── DATA FOR REVIEW ──
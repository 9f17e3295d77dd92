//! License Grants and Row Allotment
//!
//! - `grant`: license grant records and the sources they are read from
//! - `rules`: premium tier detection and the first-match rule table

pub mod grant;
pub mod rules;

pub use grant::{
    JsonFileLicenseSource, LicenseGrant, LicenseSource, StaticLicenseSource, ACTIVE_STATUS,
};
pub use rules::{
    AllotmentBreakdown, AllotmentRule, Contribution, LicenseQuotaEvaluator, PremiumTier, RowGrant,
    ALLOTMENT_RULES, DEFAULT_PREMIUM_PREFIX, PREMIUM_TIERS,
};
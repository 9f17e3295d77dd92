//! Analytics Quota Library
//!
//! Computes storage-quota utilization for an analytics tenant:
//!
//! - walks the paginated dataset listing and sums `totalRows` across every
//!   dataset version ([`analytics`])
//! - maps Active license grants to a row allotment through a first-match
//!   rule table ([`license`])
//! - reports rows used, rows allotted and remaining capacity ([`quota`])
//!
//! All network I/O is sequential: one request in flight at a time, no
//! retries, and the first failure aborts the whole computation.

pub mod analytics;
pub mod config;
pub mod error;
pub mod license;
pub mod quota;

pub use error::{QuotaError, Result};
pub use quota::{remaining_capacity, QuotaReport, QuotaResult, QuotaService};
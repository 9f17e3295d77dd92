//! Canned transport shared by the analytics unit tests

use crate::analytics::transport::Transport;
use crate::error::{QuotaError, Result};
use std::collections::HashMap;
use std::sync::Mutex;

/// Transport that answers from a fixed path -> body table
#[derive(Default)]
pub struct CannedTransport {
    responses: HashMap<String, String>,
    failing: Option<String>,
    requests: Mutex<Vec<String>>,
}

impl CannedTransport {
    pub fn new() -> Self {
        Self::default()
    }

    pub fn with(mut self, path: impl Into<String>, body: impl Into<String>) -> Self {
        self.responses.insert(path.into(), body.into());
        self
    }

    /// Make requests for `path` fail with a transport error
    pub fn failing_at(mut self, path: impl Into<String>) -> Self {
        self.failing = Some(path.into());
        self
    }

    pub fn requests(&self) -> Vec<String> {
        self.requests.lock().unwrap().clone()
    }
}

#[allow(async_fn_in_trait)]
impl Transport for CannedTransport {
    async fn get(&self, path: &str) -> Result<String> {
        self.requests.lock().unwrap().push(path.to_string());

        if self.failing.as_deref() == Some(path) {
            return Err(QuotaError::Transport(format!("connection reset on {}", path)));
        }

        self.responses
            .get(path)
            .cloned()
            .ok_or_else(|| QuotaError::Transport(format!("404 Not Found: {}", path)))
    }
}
───
> [WHAT THE TASK ASKS]
Please give the number of lines in the listing above that contain the string "crate", without anything else.

> [REPLY]
2